_Work order_: Repeat each entry exactly.

==== Supplied data

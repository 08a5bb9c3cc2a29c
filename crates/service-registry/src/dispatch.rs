//! Patch fan-out to dependent services
//!
//! A registry mutation produces one full patch. Each registration gets the
//! part of it that matches its declared dependencies, pushed to its update
//! endpoint. Broadcast pushes are fire-and-forget: one spawned task per
//! target, failures logged and dropped. The initial push to a newly admitted
//! registration is awaited so its failure reaches the registering caller.

use crate::{
    error::Result,
    models::{Patch, PatchEntry, Registration},
    transport::Transport,
};
use std::sync::Arc;
use tracing::{debug, warn};

/// Patches destined for one registration's update endpoint
#[derive(Debug, Clone, PartialEq, Eq)]
pub struct Delivery {
    /// Update endpoint of the target
    pub target: String,
    /// One filtered patch per matching required service, in declaration order
    pub patches: Vec<Patch>,
}

/// Compute which registrations must hear about `full`, and what each gets
pub fn plan(registrations: &[Registration], full: &Patch) -> Vec<Delivery> {
    registrations
        .iter()
        .filter_map(|reg| {
            let patches: Vec<Patch> = reg
                .required_services
                .iter()
                .map(|name| full.filter_for(name))
                .filter(|patch| !patch.is_empty())
                .collect();

            if patches.is_empty() {
                None
            } else {
                Some(Delivery {
                    target: reg.service_update_url.clone(),
                    patches,
                })
            }
        })
        .collect()
}

/// Current providers of everything `registration` requires, as one Added-only patch
pub fn initial_patch(registration: &Registration, registrations: &[Registration]) -> Patch {
    let added: Vec<PatchEntry> = registrations
        .iter()
        .flat_map(|provider| {
            registration
                .required_services
                .iter()
                .filter(move |name| **name == provider.service_name)
                .map(move |_| provider.as_entry())
        })
        .collect();

    Patch {
        added,
        removed: Vec::new(),
    }
}

/// Pushes patches through a [`Transport`]
#[derive(Clone)]
pub struct PatchDispatcher {
    transport: Arc<dyn Transport>,
}

impl PatchDispatcher {
    /// Create a dispatcher
    pub fn new(transport: Arc<dyn Transport>) -> Self {
        Self { transport }
    }

    /// Broadcast `full` to every dependent in `snapshot` without waiting.
    ///
    /// Returns the number of targets a push task was spawned for.
    pub fn notify(&self, snapshot: &[Registration], full: &Patch) -> usize {
        let deliveries = plan(snapshot, full);
        let count = deliveries.len();

        for delivery in deliveries {
            let transport = self.transport.clone();
            tokio::spawn(async move {
                for patch in &delivery.patches {
                    if let Err(e) = transport.send_patch(&delivery.target, patch).await {
                        warn!("Failed to push update to {}: {}", delivery.target, e);
                        return;
                    }
                }
            });
        }

        debug!("Dispatched patch to {} dependents", count);
        count
    }

    /// Push the current providers of its dependencies to a new registration
    pub async fn send_required_services(
        &self,
        registration: &Registration,
        snapshot: &[Registration],
    ) -> Result<()> {
        let patch = initial_patch(registration, snapshot);
        debug!(
            "Sending {} initial providers to {}",
            patch.added.len(),
            registration.service_name
        );
        self.transport
            .send_patch(&registration.service_update_url, &patch)
            .await
    }
}
//! Outbound calls from the registry to registered services

use crate::{
    error::{Error, Result},
    models::Patch,
};
use async_trait::async_trait;
use std::time::Duration;
use tracing::debug;

/// Registry-to-service calls: patch pushes and liveness probes
#[async_trait]
pub trait Transport: Send + Sync {
    /// Deliver a patch to a service's update endpoint
    async fn send_patch(&self, url: &str, patch: &Patch) -> Result<()>;

    /// Probe a heartbeat endpoint; `Ok` means alive
    async fn probe(&self, url: &str) -> Result<()>;
}

/// HTTP transport backed by a shared reqwest client
#[derive(Debug, Clone)]
pub struct HttpTransport {
    client: reqwest::Client,
}

impl HttpTransport {
    /// Create a transport whose requests give up after `timeout`
    pub fn new(timeout: Duration) -> Result<Self> {
        let client = reqwest::Client::builder().timeout(timeout).build()?;
        Ok(Self::with_client(client))
    }

    /// Wrap an existing client
    pub fn with_client(client: reqwest::Client) -> Self {
        Self { client }
    }
}

#[async_trait]
impl Transport for HttpTransport {
    async fn send_patch(&self, url: &str, patch: &Patch) -> Result<()> {
        debug!(
            "Sending patch to {}: +{} -{}",
            url,
            patch.added.len(),
            patch.removed.len()
        );

        let res = self.client.post(url).json(patch).send().await?;
        check_status(url, res.status())
    }

    async fn probe(&self, url: &str) -> Result<()> {
        let res = self.client.get(url).send().await?;
        check_status(url, res.status())
    }
}

fn check_status(url: &str, status: reqwest::StatusCode) -> Result<()> {
    if status.is_success() {
        Ok(())
    } else {
        Err(Error::UnexpectedStatus {
            url: url.to_string(),
            status: status.as_u16(),
        })
    }
}
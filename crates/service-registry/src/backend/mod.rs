//! Snapshot stores for the registration table

pub mod file;
pub mod memory;

pub use file::FileStore;
pub use memory::MemoryStore;

use crate::{error::Result, models::Registration};
use async_trait::async_trait;

/// Trait for registration table snapshot stores
///
/// A snapshot is always the whole table; stores overwrite wholesale.
#[async_trait]
pub trait SnapshotStore: Send + Sync {
    /// Replace the stored snapshot
    async fn save(&self, registrations: &[Registration]) -> Result<()>;

    /// Read the stored snapshot. A store that was never written is empty.
    async fn load(&self) -> Result<Vec<Registration>>;
}
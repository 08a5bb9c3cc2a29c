//! HTTP frontend for the registry
//!
//! `POST /services` admits a JSON registration, `DELETE /services` removes the
//! service whose URL is the raw request body. Other methods get 405.

use crate::{error::Result, models::Registration, registry::Registry};
use axum::{
    body::{Body, Bytes},
    extract::State,
    http::StatusCode,
    routing::post,
    Router,
};
use std::future::Future;
use std::sync::Arc;
use tokio::net::TcpListener;
use tracing::{debug, info, warn};

/// Largest accepted `DELETE /services` body
pub const MAX_DEREGISTRATION_BYTES: usize = 8 * 1024;

/// Build the registry router
pub fn router(registry: Arc<Registry>) -> Router {
    Router::new()
        .route("/services", post(register_service).delete(deregister_service))
        .with_state(registry)
}

/// Serve the registry on `listener` until `shutdown` resolves
pub async fn serve<F>(listener: TcpListener, registry: Arc<Registry>, shutdown: F) -> Result<()>
where
    F: Future<Output = ()> + Send + 'static,
{
    info!("Registry listening on {}", listener.local_addr()?);
    axum::serve(listener, router(registry))
        .with_graceful_shutdown(shutdown)
        .await?;
    Ok(())
}

async fn register_service(State(registry): State<Arc<Registry>>, body: Bytes) -> StatusCode {
    debug!("Registration request received");

    let registration: Registration = match serde_json::from_slice(&body) {
        Ok(registration) => registration,
        Err(e) => {
            warn!("Malformed registration: {}", e);
            return StatusCode::BAD_REQUEST;
        }
    };

    match registry.add(registration).await {
        Ok(()) => StatusCode::OK,
        Err(e) => {
            warn!("Registration failed: {}", e);
            StatusCode::BAD_REQUEST
        }
    }
}

async fn deregister_service(State(registry): State<Arc<Registry>>, body: Body) -> StatusCode {
    debug!("Deregistration request received");

    let payload = match axum::body::to_bytes(body, MAX_DEREGISTRATION_BYTES).await {
        Ok(payload) => payload,
        Err(e) => {
            warn!("Failed to read deregistration body: {}", e);
            return StatusCode::INTERNAL_SERVER_ERROR;
        }
    };
    let url = String::from_utf8_lossy(&payload);
    let url = url.trim();

    info!("Deleting service at URL: {}", url);
    match registry.remove(url).await {
        Ok(_) => StatusCode::OK,
        Err(e) => {
            warn!("Deregistration failed: {}", e);
            StatusCode::INTERNAL_SERVER_ERROR
        }
    }
}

========

_Solution below_:
repository 08a5bb9c3cc2a29c
filename crates/service-registry/src/dispatch.rs
//! Patch fan-out to dependent services
//!
//! A registry mutation produces one full patch. Each registration gets the
//! part of it that matches its declared dependencies, pushed to its update
//! endpoint. Broadcast pushes are fire-and-forget: one spawned task per
//! target, failures logged and dropped. The initial push to a newly admitted
//! registration is awaited so its failure reaches the registering caller.

use crate::{
    error::Result,
    models::{Patch, PatchEntry, Registration},
    transport::Transport,
};
use std::sync::Arc;
use tracing::{debug, warn};

/// Patches destined for one registration's update endpoint
#[derive(Debug, Clone, PartialEq, Eq)]
pub struct Delivery {
    /// Update endpoint of the target
    pub target: String,
    /// One filtered patch per matching required service, in declaration order
    pub patches: Vec<Patch>,
}

/// Compute which registrations must hear about `full`, and what each gets
pub fn plan(registrations: &[Registration], full: &Patch) -> Vec<Delivery> {
    registrations
        .iter()
        .filter_map(|reg| {
            let patches: Vec<Patch> = reg
                .required_services
                .iter()
                .map(|name| full.filter_for(name))
                .filter(|patch| !patch.is_empty())
                .collect();

            if patches.is_empty() {
                None
            } else {
                Some(Delivery {
                    target: reg.service_update_url.clone(),
                    patches,
                })
            }
        })
        .collect()
}

/// Current providers of everything `registration` requires, as one Added-only patch
pub fn initial_patch(registration: &Registration, registrations: &[Registration]) -> Patch {
    let added: Vec<PatchEntry> = registrations
        .iter()
        .flat_map(|provider| {
            registration
                .required_services
                .iter()
                .filter(move |name| **name == provider.service_name)
                .map(move |_| provider.as_entry())
        })
        .collect();

    Patch {
        added,
        removed: Vec::new(),
    }
}

/// Pushes patches through a [`Transport`]
#[derive(Clone)]
pub struct PatchDispatcher {
    transport: Arc<dyn Transport>,
}

impl PatchDispatcher {
    /// Create a dispatcher
    pub fn new(transport: Arc<dyn Transport>) -> Self {
        Self { transport }
    }

    /// Broadcast `full` to every dependent in `snapshot` without waiting.
    ///
    /// Returns the number of targets a push task was spawned for.
    pub fn notify(&self, snapshot: &[Registration], full: &Patch) -> usize {
        let deliveries = plan(snapshot, full);
        let count = deliveries.len();

        for delivery in deliveries {
            let transport = self.transport.clone();
            tokio::spawn(async move {
                for patch in &delivery.patches {
                    if let Err(e) = transport.send_patch(&delivery.target, patch).await {
                        warn!("Failed to push update to {}: {}", delivery.target, e);
                        return;
                    }
                }
            });
        }

        debug!("Dispatched patch to {} dependents", count);
        count
    }

    /// Push the current providers of its dependencies to a new registration
    pub async fn send_required_services(
        &self,
        registration: &Registration,
        snapshot: &[Registration],
    ) -> Result<()> {
        let patch = initial_patch(registration, snapshot);
        debug!(
            "Sending {} initial providers to {}",
            patch.added.len(),
            registration.service_name
        );
        self.transport
            .send_patch(&registration.service_update_url, &patch)
            .await
    }
}
//! Outbound calls from the registry to registered services

use crate::{
    error::{Error, Result},
    models::Patch,
};
use async_trait::async_trait;
use std::time::Duration;
use tracing::debug;

/// Registry-to-service calls: patch pushes and liveness probes
#[async_trait]
pub trait Transport: Send + Sync {
    /// Deliver a patch to a service's update endpoint
    async fn send_patch(&self, url: &str, patch: &Patch) -> Result<()>;

    /// Probe a heartbeat endpoint; `Ok` means alive
    async fn probe(&self, url: &str) -> Result<()>;
}

/// HTTP transport backed by a shared reqwest client
#[derive(Debug, Clone)]
pub struct HttpTransport {
    client: reqwest::Client,
}

impl HttpTransport {
    /// Create a transport whose requests give up after `timeout`
    pub fn new(timeout: Duration) -> Result<Self> {
        let client = reqwest::Client::builder().timeout(timeout).build()?;
        Ok(Self::with_client(client))
    }

    /// Wrap an existing client
    pub fn with_client(client: reqwest::Client) -> Self {
        Self { client }
    }
}

#[async_trait]
impl Transport for HttpTransport {
    async fn send_patch(&self, url: &str, patch: &Patch) -> Result<()> {
        debug!(
            "Sending patch to {}: +{} -{}",
            url,
            patch.added.len(),
            patch.removed.len()
        );

        let res = self.client.post(url).json(patch).send().await?;
        check_status(url, res.status())
    }

    async fn probe(&self, url: &str) -> Result<()> {
        let res = self.client.get(url).send().await?;
        check_status(url, res.status())
    }
}

fn check_status(url: &str, status: reqwest::StatusCode) -> Result<()> {
    if status.is_success() {
        Ok(())
    } else {
        Err(Error::UnexpectedStatus {
            url: url.to_string(),
            status: status.as_u16(),
        })
    }
}
filename crates/service-registry/src/backend/mod.rs
//! Snapshot stores for the registration table

pub mod file;
pub mod memory;

pub use file::FileStore;
pub use memory::MemoryStore;

use crate::{error::Result, models::Registration};
use async_trait::async_trait;

/// Trait for registration table snapshot stores
///
/// A snapshot is always the whole table; stores overwrite wholesale.
#[async_trait]
pub trait SnapshotStore: Send + Sync {
    /// Replace the stored snapshot
    async fn save(&self, registrations: &[Registration]) -> Result<()>;

    /// Read the stored snapshot. A store that was never written is empty.
    async fn load(&self) -> Result<Vec<Registration>>;
}
repository 08a5bb9c3cc2a29c
//! HTTP frontend for the registry
//!
//! `POST /services` admits a JSON registration, `DELETE /services` removes the
//! service whose URL is the raw request body. Other methods get 405.

use crate::{error::Result, models::Registration, registry::Registry};
use axum::{
    body::{Body, Bytes},
    extract::State,
    http::StatusCode,
    routing::post,
    Router,
};
use std::future::Future;
use std::sync::Arc;
use tokio::net::TcpListener;
use tracing::{debug, info, warn};

/// Largest accepted `DELETE /services` body
pub const MAX_DEREGISTRATION_BYTES: usize = 8 * 1024;

/// Build the registry router
pub fn router(registry: Arc<Registry>) -> Router {
    Router::new()
        .route("/services", post(register_service).delete(deregister_service))
        .with_state(registry)
}

/// Serve the registry on `listener` until `shutdown` resolves
pub async fn serve<F>(listener: TcpListener, registry: Arc<Registry>, shutdown: F) -> Result<()>
where
    F: Future<Output = ()> + Send + 'static,
{
    info!("Registry listening on {}", listener.local_addr()?);
    axum::serve(listener, router(registry))
        .with_graceful_shutdown(shutdown)
        .await?;
    Ok(())
}

async fn register_service(State(registry): State<Arc<Registry>>, body: Bytes) -> StatusCode {
    debug!("Registration request received");

    let registration: Registration = match serde_json::from_slice(&body) {
        Ok(registration) => registration,
        Err(e) => {
            warn!("Malformed registration: {}", e);
            return StatusCode::BAD_REQUEST;
        }
    };

    match registry.add(registration).await {
        Ok(()) => StatusCode::OK,
        Err(e) => {
            warn!("Registration failed: {}", e);
            StatusCode::BAD_REQUEST
        }
    }
}

async fn deregister_service(State(registry): State<Arc<Registry>>, body: Body) -> StatusCode {
    debug!("Deregistration request received");

    let payload = match axum::body::to_bytes(body, MAX_DEREGISTRATION_BYTES).await {
        Ok(payload) => payload,
        Err(e) => {
            warn!("Failed to read deregistration body: {}", e);
            return StatusCode::INTERNAL_SERVER_ERROR;
        }
    };
    let url = String::from_utf8_lossy(&payload);
    let url = url.trim();

    info!("Deleting service at URL: {}", url);
    match registry.remove(url).await {
        Ok(_) => StatusCode::OK,
        Err(e) => {
            warn!("Deregistration failed: {}", e);
            StatusCode::INTERNAL_SERVER_ERROR
        }
    }
}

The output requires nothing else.